We gained weight during the lockdown, had started to get that back under control. This election and the excruciating four days before Biden was declared the winner, threw us off that wagon. I stuffed down cookies—cookies I didn’t even like—while obsessively watching electoral vote updates. Went to the grocery store and forgot vegetables. My three-days-a-week exercise routine? Gone. Regular writing practice? Out the window.

Saturday, November 7 was a giddy day. We spent hours in front of the TV, heard fireworks, had long phone calls with jubilant friends. On our way to buy celebratory wine, we saw people dancing on a rooftop with their Biden/Harris signs, people holding them up on street corners, jumping up and down, cars honking madly as they passed.

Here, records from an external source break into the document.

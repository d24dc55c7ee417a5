//! Content loaders for reading authored game data from files.
//!
//! All loaders parse RON into mirror structs and convert those into
//! `board-core` types, so the file format can drift without touching core.

pub mod board;
pub mod templates;

pub use board::BoardLoader;
pub use templates::TemplateLoader;

use std::path::Path;

/// Common result type for loaders.
pub type LoadResult<T> = anyhow::Result<T>;

/// Helper function to read file contents.
pub(crate) fn read_file(path: &Path) -> LoadResult<String> {
    std::fs::read_to_string(path)
        .map_err(|e| anyhow::anyhow!("Failed to read file {}: {}", path.display(), e))
}
//! Ready-made provider implementations.
//!
//! `UniformDice` is the production default; the scripted variants exist
//! for tests and replayable fixtures, and the `First*` choosers are
//! fallbacks that never suspend on a human.

use std::collections::VecDeque;
use std::sync::Mutex;

use async_trait::async_trait;
use board_core::{ActorId, Slot, TemplateId, TileId};
use rand::Rng;
use tracing::debug;

use crate::api::errors::{Result, RuntimeError};
use crate::api::providers::{
    DiceProvider, NotificationSink, Note, PartnerChoiceProvider, TileChoiceProvider, TileHook,
};

/// Uniformly random dice rolls.
#[derive(Debug, Default, Clone, Copy)]
pub struct UniformDice;

#[async_trait]
impl DiceProvider for UniformDice {
    async fn request_roll(&self, _actor: ActorId, min: u32, max: u32) -> Result<u32> {
        if min >= max {
            return Ok(min);
        }
        Ok(rand::thread_rng().gen_range(min..=max))
    }
}

/// Dice that replay a fixed sequence of rolls.
#[derive(Debug, Default)]
pub struct ScriptedDice {
    rolls: Mutex<VecDeque<u32>>,
}

impl ScriptedDice {
    pub fn new(rolls: impl IntoIterator<Item = u32>) -> Self {
        Self {
            rolls: Mutex::new(rolls.into_iter().collect()),
        }
    }
}

#[async_trait]
impl DiceProvider for ScriptedDice {
    async fn request_roll(&self, _actor: ActorId, _min: u32, _max: u32) -> Result<u32> {
        self.rolls
            .lock()
            .map_err(|_| RuntimeError::Provider("scripted dice mutex poisoned".into()))?
            .pop_front()
            .ok_or(RuntimeError::ScriptExhausted("dice"))
    }
}

/// Always takes the first candidate at a fork.
#[derive(Debug, Default, Clone, Copy)]
pub struct FirstTileChooser;

#[async_trait]
impl TileChoiceProvider for FirstTileChooser {
    async fn choose_tile(&self, actor: ActorId, options: &[TileId]) -> Result<TileId> {
        options.first().copied().ok_or_else(|| {
            RuntimeError::Provider(format!("no tile candidates offered to {actor}"))
        })
    }
}

/// Plays back a fixed sequence of fork choices.
#[derive(Debug, Default)]
pub struct ScriptedTileChooser {
    choices: Mutex<VecDeque<TileId>>,
}

impl ScriptedTileChooser {
    pub fn new(choices: impl IntoIterator<Item = TileId>) -> Self {
        Self {
            choices: Mutex::new(choices.into_iter().collect()),
        }
    }
}

#[async_trait]
impl TileChoiceProvider for ScriptedTileChooser {
    async fn choose_tile(&self, _actor: ActorId, _options: &[TileId]) -> Result<TileId> {
        self.choices
            .lock()
            .map_err(|_| RuntimeError::Provider("scripted tile chooser mutex poisoned".into()))?
            .pop_front()
            .ok_or(RuntimeError::ScriptExhausted("tile choice"))
    }
}

/// Recruits the first offered template into a fixed slot.
#[derive(Debug, Clone, Copy)]
pub struct FirstPartnerChooser {
    pub slot: Slot,
}

impl Default for FirstPartnerChooser {
    fn default() -> Self {
        Self { slot: Slot::Front }
    }
}

#[async_trait]
impl PartnerChoiceProvider for FirstPartnerChooser {
    async fn choose_partner(
        &self,
        actor: ActorId,
        options: &[TemplateId],
    ) -> Result<(TemplateId, Slot)> {
        let template = options.first().copied().ok_or_else(|| {
            RuntimeError::Provider(format!("no recruitment candidates offered to {actor}"))
        })?;
        Ok((template, self.slot))
    }
}

/// Plays back a fixed sequence of recruitment picks.
#[derive(Debug, Default)]
pub struct ScriptedPartnerChooser {
    picks: Mutex<VecDeque<(TemplateId, Slot)>>,
}

impl ScriptedPartnerChooser {
    pub fn new(picks: impl IntoIterator<Item = (TemplateId, Slot)>) -> Self {
        Self {
            picks: Mutex::new(picks.into_iter().collect()),
        }
    }
}

#[async_trait]
impl PartnerChoiceProvider for ScriptedPartnerChooser {
    async fn choose_partner(
        &self,
        _actor: ActorId,
        _options: &[TemplateId],
    ) -> Result<(TemplateId, Slot)> {
        self.picks
            .lock()
            .map_err(|_| RuntimeError::Provider("scripted partner chooser mutex poisoned".into()))?
            .pop_front()
            .ok_or(RuntimeError::ScriptExhausted("partner choice"))
    }
}

/// Logs notes at debug level and acknowledges immediately.
#[derive(Debug, Default, Clone, Copy)]
pub struct NullNotifier;

#[async_trait]
impl NotificationSink for NullNotifier {
    async fn notify(&self, note: Note) -> Result<()> {
        debug!(speaker = ?note.speaker, "{}", note.message);
        Ok(())
    }
}

/// Collects every note for later inspection. Test fixture.
#[derive(Debug, Default)]
pub struct CollectingNotifier {
    notes: Mutex<Vec<Note>>,
}

impl CollectingNotifier {
    pub fn new() -> Self {
        Self::default()
    }

    pub fn notes(&self) -> Vec<Note> {
        self.notes.lock().map(|n| n.clone()).unwrap_or_default()
    }
}

#[async_trait]
impl NotificationSink for CollectingNotifier {
    async fn notify(&self, note: Note) -> Result<()> {
        self.notes
            .lock()
            .map_err(|_| RuntimeError::Provider("collecting notifier mutex poisoned".into()))?
            .push(note);
        Ok(())
    }
}

/// Tile hook that does nothing; the default for sessions without content
/// handlers.
#[derive(Debug, Default, Clone, Copy)]
pub struct NoopTileHook;

#[async_trait]
impl TileHook for NoopTileHook {}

We saw crowds streaming toward spontaneous gatherings downtown. We ended the day with our glasses of wine, watching Kamala Harris and Joe Biden give the kind of speeches we have missed so much, yearned to hear again, words meant to unite rather than divide. Tension I hadn’t realized I was holding drained out of me. For the first time in weeks I slept like a stone.

Parking lot celebration

Sunday afternoon under a sparkling sky with shirt-sleeve temperatures, a steady stream of cars arrived at my neighborhood high school parking lot, as they did several times in the scorching summer for Black Lives Matter. This time they came honking and waving signs to celebrate again because yesterday wasn’t enough. By the time all the cars rolled in there were several hundred mostly masked people, dancing, playing music, waving flags: young people, but old people too—a white-haired woman beat on a pot with a spoon. Biden signs and American flags waved alongside BLM, climate change, LGBTQ, health care and DACA signs.

Parking lot celebration, Part 2

DACA young people can stop being afraid and LGBTQ people can breathe again and BLM people can hope for police reform and voting rights restoration. We can hope to save The Affordable Care Act with its coverage for preexisting conditions, maybe get a handle on controlling the pandemic, climate change, reviving the economy. We can once more try to save democracy. Before it got too crowded (COVID) I walked through that parking lot gathering, a diverse, ecstatic bunch. They are today’s America. They give me hope. Let us rejoice because it won’t last long. Stacey Abrams, who has worked hard to register people in Georgia, said she celebrated for about seventeen minutes and then got back to work.

We have a divided Senate, a House less Democratic than before, and a Supreme Court considering arguments for ending the Affordable Care Act. We have a sitting president who has continually sought to damage democratic institutions. It should be no surprise that he is defying the bedrock practice of our democracy: the peaceful transition of power. And worse, actively trying to sabotage that process.

Kamala Harris event at the same high school in 2019

The seventy-one million Americans who voted for him have a radically different idea about what this country should be from the seventy-six million who voted for Biden. On the Biden side, to give one example, we believe the pandemic is real and that wearing masks protects you and the people around you. Nearly all the countries in the world believe it’s real and have acted like it. Our death toll is already staggering—240,000 as of November 10—our statistics worse than anywhere else on the planet. Obese and older people, Native Americans, Blacks and Hispanics are dying of COVID at higher rates. These are facts we get from the experts. Yet many on the Trump side think the pandemic is a hoax, or it’s only the flu or it won’t touch them. They don’t believe in the facts. This is just one example. Finding a way to work ourselves back from this gapping divide is the challenge of our times. Winning the presidency was only a first step. The hard work is about to begin.